Responding to a question at the American think tank, Council of Foreign Relations, while on his visit to the US for addressing the General Assembly, the Pakistani prime minister showed the Pakistanis have some cards up their sleeve. While disclaiming possession of tactical nuclear weapons he said they had short range nuclear weapons, under the same command and control arrangements as their strategic nuclear weapons. This brings out the strategic purpose of their nuclear weapons: not to stop India's cold start offensive in their tracks but to stop the war itself by going nuclear. This in theory is deescalatory escalation, escalation to deescalate. 

India's army chief, dilating on a two-front war at a seminar organized in wake of the two sides - India and China - standing down at Doklam, had in relation to Pakistan, said "Because of this proxy war, there is always scope of conflict with our western neighbor." Since surgical strikes have been tried out, and, in the event of proxy war continuing and another attack that Rawat apprehends occurring, that leaves India with its as yet untried answer, cold start. 

Cold start is a proactive response at the conventional level to subconventional provocation in the form of limited objective attacks designed to stay below the nuclear threshold. Whereas its army chief has been uncharacteristically placatory, it is with good reason. Pakistan has deployed its prime minister to remind India of the nuclear ace up its sleeve to counter cold start. This papers over the crack that had opened up in its civil-military relations with the departure of Nawaz Sharif, in a military-judicial quasi-coup. 
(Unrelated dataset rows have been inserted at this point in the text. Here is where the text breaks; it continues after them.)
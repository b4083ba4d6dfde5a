//! Module system error types

use std::path::PathBuf;
use thiserror::Error;

/// Type alias for module system results
pub type Result<T> = std::result::Result<T, ModuleError>;

/// Errors raised while assembling a [`ModuleDescriptor`](crate::ModuleDescriptor).
///
/// These are programmer errors in descriptor assembly and are reported as soon
/// as `build()` runs.
#[derive(Error, Debug, Clone, PartialEq, Eq)]
pub enum DescriptorError {
    /// Module name is empty or not a dot-separated identifier sequence
    #[error("Invalid module name: {name:?}")]
    InvalidModuleName {
        /// The rejected name
        name: String,
    },

    /// Package name is empty or not a dot-separated identifier sequence
    #[error("Invalid package name {package:?} in module {module}")]
    InvalidPackageName {
        /// Module being built
        module: String,
        /// The rejected package name
        package: String,
    },

    /// The same package was exported twice
    #[error("Duplicate export of package {package} in module {module}")]
    DuplicateExport {
        /// Module being built
        module: String,
        /// Package exported more than once
        package: String,
    },

    /// The same package was opened twice
    #[error("Duplicate opens of package {package} in module {module}")]
    DuplicateOpens {
        /// Module being built
        module: String,
        /// Package opened more than once
        package: String,
    },

    /// The same module was required twice
    #[error("Module {module} requires {target} more than once")]
    DuplicateRequires {
        /// Module being built
        module: String,
        /// Repeated requirement
        target: String,
    },

    /// A qualified export or opens was declared with no targets
    #[error("Qualified export of package {package} in module {module} has no targets")]
    EmptyTargets {
        /// Module being built
        module: String,
        /// Package with the empty target list
        package: String,
    },

    /// A package was declared concealed and exported at the same time
    #[error("Package {package} in module {module} is both concealed and exported")]
    ConcealedAndExported {
        /// Module being built
        module: String,
        /// Conflicting package
        package: String,
    },

    /// A package was declared concealed and opened at the same time
    #[error("Package {package} in module {module} is both concealed and opened")]
    ConcealedAndOpened {
        /// Module being built
        module: String,
        /// Conflicting package
        package: String,
    },

    /// `opens` declarations are not permitted in an open module
    #[error("Open module {module} cannot declare opens for package {package}")]
    OpensInOpenModule {
        /// Module being built
        module: String,
        /// Package named by the opens declaration
        package: String,
    },
}

/// Errors reported by a [`ModuleFinder`](crate::ModuleFinder)
#[derive(Error, Debug)]
pub enum FindError {
    /// I/O error while reading a descriptor file
    #[error("IO error reading descriptor {path}: {error}")]
    Io {
        /// Descriptor file
        path: PathBuf,
        /// The underlying I/O error
        #[source]
        error: std::io::Error,
    },

    /// Descriptor file is not valid JSON for a descriptor declaration
    #[error("Parse error in descriptor {path}: {error}")]
    Parse {
        /// Descriptor file
        path: PathBuf,
        /// The underlying JSON error
        #[source]
        error: serde_json::Error,
    },

    /// Descriptor file parsed but failed validation
    #[error("Invalid descriptor {path}: {error}")]
    Descriptor {
        /// Descriptor file
        path: PathBuf,
        /// The validation error
        #[source]
        error: DescriptorError,
    },

    /// Module reference or resolved path escapes the search paths
    #[error("Invalid module path: {path}")]
    InvalidPath {
        /// The rejected path
        path: PathBuf,
    },

    /// Two search-path entries define the same module differently
    #[error("Module {name} is defined differently in {first} and {second}")]
    Ambiguous {
        /// Module name
        name: String,
        /// First definition found
        first: PathBuf,
        /// Conflicting definition
        second: PathBuf,
    },
}

/// Fatal errors from [`resolve`](crate::resolve). No partial graph is ever
/// returned alongside one of these.
#[derive(Error, Debug)]
pub enum ResolutionError {
    /// A root or required module could not be found
    #[error("Module {name} not found{}", required_by_suffix(.required_by))]
    ModuleNotFound {
        /// Missing module
        name: String,
        /// Module whose `requires` named it, `None` for roots
        required_by: Option<String>,
    },

    /// Two different descriptors claim the same module name
    #[error("Two different definitions of module {name}")]
    DuplicateModule {
        /// Conflicting module name
        name: String,
    },

    /// The finder answered a lookup with a descriptor of another name
    #[error("Finder returned module {found} when asked for {requested}")]
    NameMismatch {
        /// Name looked up
        requested: String,
        /// Name of the descriptor returned
        found: String,
    },

    /// A qualified export or opens names a module absent from the graph
    #[error("Module {module} exports or opens package {package} to unknown module {target}")]
    UnresolvedTarget {
        /// Declaring module
        module: String,
        /// Package of the qualified rule
        package: String,
        /// Target that did not resolve
        target: String,
    },

    /// The requires relation contains a cycle
    #[error("Cycle detected: {cycle}")]
    CycleDetected {
        /// The cycle, rendered as `a -> b -> a`
        cycle: String,
    },

    /// The finder failed
    #[error(transparent)]
    Find(#[from] FindError),
}

fn required_by_suffix(required_by: &Option<String>) -> String {
    match required_by {
        Some(module) => format!(", required by {}", module),
        None => String::new(),
    }
}

/// Errors that can occur in the module system
#[derive(Error, Debug)]
pub enum ModuleError {
    /// Descriptor construction failed
    #[error(transparent)]
    Descriptor(#[from] DescriptorError),

    /// Module graph resolution failed
    #[error(transparent)]
    Resolution(#[from] ResolutionError),

    /// Module is not part of the resolved graph
    #[error("Module {name} is not in the module graph")]
    UnknownModule {
        /// Name looked up
        name: String,
    },

    /// Package is not contained in the module
    #[error("Package {package} is not in module {module}")]
    UnknownPackage {
        /// Module looked up
        module: String,
        /// Package looked up
        package: String,
    },

    /// An access check was denied and the caller asked for it as an error
    #[error("Illegal access: {message}")]
    IllegalAccess {
        /// Diagnostic naming the package and both modules
        message: String,
    },

    /// A module layout file could not be read
    #[error("IO error reading layout {path}: {error}")]
    Io {
        /// Layout file
        path: PathBuf,
        /// The underlying I/O error
        #[source]
        error: std::io::Error,
    },

    /// A module layout file is not valid JSON
    #[error("Parse error in layout {path}: {error}")]
    Parse {
        /// Layout file
        path: PathBuf,
        /// The underlying JSON error
        #[source]
        error: serde_json::Error,
    },
}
Pakistan has thus not only replied to India's army chief, but has also tried to show repair to the possible blow India had administered it in Mr. Modi's overly effusive jhuppi of Nawaz Sharif. The cracks had begun to show in the Cyril Almeida case in which he reported of a rift between the army and the civilian government over the ISI-army's support for 'good terrorists'. The army promptly ordered the attack on the Uri garrison in India to put paid to any thought that it would obey the civilians. Finally, it eased off Sharif, perhaps seeing him as the unwary victim of India's rather up-front and in-your-face intelligence operation of creating a schism in Pakistan's national security elite. 
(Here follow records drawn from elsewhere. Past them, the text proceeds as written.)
//! Module graph resolution
//!
//! Starting from a set of root module names, the resolver walks `requires`
//! edges breadth-first, asking a [`ModuleFinder`] for every module it meets.
//! Reads edges are recorded exactly as declared; a module does not read the
//! dependencies of its dependencies.

use crate::error::ResolutionError;
use crate::graph::ModuleGraph;
use crate::{ModuleConfig, ModuleDescriptor, ModuleFinder};
use rustc_hash::FxHashMap;
use std::collections::VecDeque;
use std::sync::Arc;
use tracing::{debug, info};

/// Resolve `roots` against `finder` with the default configuration
pub fn resolve<I, S>(roots: I, finder: &dyn ModuleFinder) -> Result<ModuleGraph, ResolutionError>
where
    I: IntoIterator<Item = S>,
    S: Into<String>,
{
    ModuleResolver::new(finder, &ModuleConfig::default()).resolve(roots)
}

/// Builds a [`ModuleGraph`] from root names and a finder
pub struct ModuleResolver<'a> {
    finder: &'a dyn ModuleFinder,
    base_module: Option<String>,
    allow_circular: bool,
}

impl<'a> ModuleResolver<'a> {
    /// Create a resolver using the resolution settings of `config`
    pub fn new(finder: &'a dyn ModuleFinder, config: &ModuleConfig) -> Self {
        Self {
            finder,
            base_module: config.base_module.clone(),
            allow_circular: config.allow_circular,
        }
    }

    /// Resolve the root modules and everything they require.
    ///
    /// Any failure aborts the whole resolution; no partial graph is returned.
    pub fn resolve<I, S>(&self, roots: I) -> Result<ModuleGraph, ResolutionError>
    where
        I: IntoIterator<Item = S>,
        S: Into<String>,
    {
        let mut found: FxHashMap<String, Arc<ModuleDescriptor>> = FxHashMap::default();
        let mut order = Vec::new();
        let mut queue: VecDeque<(String, Option<String>)> =
            roots.into_iter().map(|r| (r.into(), None)).collect();

        while let Some((name, required_by)) = queue.pop_front() {
            if found.contains_key(&name) {
                continue;
            }

            let descriptor = self
                .finder
                .find(&name)?
                .ok_or_else(|| ResolutionError::ModuleNotFound {
                    name: name.clone(),
                    required_by: required_by.clone(),
                })?;

            if descriptor.name() != name {
                return Err(ResolutionError::NameMismatch {
                    requested: name,
                    found: descriptor.name().to_string(),
                });
            }

            debug!(
                "Resolved module: {}{}",
                name,
                required_by
                    .as_deref()
                    .map(|m| format!(" (required by {})", m))
                    .unwrap_or_default()
            );

            for dep in self.effective_requires(&descriptor) {
                if !found.contains_key(dep) {
                    queue.push_back((dep.to_string(), Some(name.clone())));
                }
            }

            order.push(name.clone());
            found.insert(name, descriptor);
        }

        let mut graph = ModuleGraph::new();
        for name in &order {
            let descriptor = &found[name];
            for dep in self.effective_requires(descriptor) {
                graph.add_read_edge(name, dep);
            }
            graph.add_module(descriptor.clone());
        }

        self.check_targets(&graph)?;

        if !self.allow_circular {
            graph.topological_order()?;
        }

        info!(
            "Resolved {} modules with {} reads edges",
            graph.len(),
            graph.edge_count()
        );
        Ok(graph)
    }

    /// Declared requirements plus the implicit base module, minus self-requires
    fn effective_requires<'d>(
        &'d self,
        descriptor: &'d ModuleDescriptor,
    ) -> impl Iterator<Item = &'d str> {
        let name = descriptor.name();
        let base = self
            .base_module
            .as_deref()
            .filter(|base| *base != name && !descriptor.requires().contains(*base));
        descriptor
            .requires()
            .iter()
            .map(String::as_str)
            .chain(base)
            .filter(move |dep| *dep != name)
    }

    /// Every qualified export or opens target must be a module of the graph
    fn check_targets(&self, graph: &ModuleGraph) -> Result<(), ResolutionError> {
        for name in graph.module_names() {
            let Some(descriptor) = graph.descriptor(name) else {
                continue;
            };
            for table in [descriptor.exports(), descriptor.opens()] {
                for package in table.packages() {
                    let Some(rule) = table.rule_for(package) else {
                        continue;
                    };
                    if let Some(target) = rule.targets().iter().find(|t| !graph.contains(t)) {
                        return Err(ResolutionError::UnresolvedTarget {
                            module: name.to_string(),
                            package: package.to_string(),
                            target: target.clone(),
                        });
                    }
                }
            }
        }
        Ok(())
    }
}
Pakistan remains in the ring, riding out twin punches from General Rawat and President Trump. India would be naïve to take President Trump too seriously. The backdrop of his sudden announcement of the Afghanistan strategy was the Charlottesville episode. The president was in the dog house over his seeming siding with white supremacists in equating them with the liberals they had violently confronted at the University of Virginia campus. This seeming endorsement of the far right by the president had even his military worried. The US military has disproportionate numbers of coloured people in its ranks, who are from America's poor seeking employment and upward mobility. The four joint chiefs of staff had all tweeted their condemnation of racism, distancing from their president's remarks. Trump has apparently tried to win them over by allowing them a loose rope in Afghanistan. That the Afghanistan strategy lacks sufficient elaboration suggests it is a product of American domestic politics. It would be naïve for India to take it too seriously. 

Given Doval's adeptness at pirouetting - evident from the several about-turns in India's Pakistan and Kashmir strategies in the Modi period - perhaps India can do yet another twirl and surprise Qamar Javed Bajwa by accepting his plank of talks as the means to a solution to Kashmir.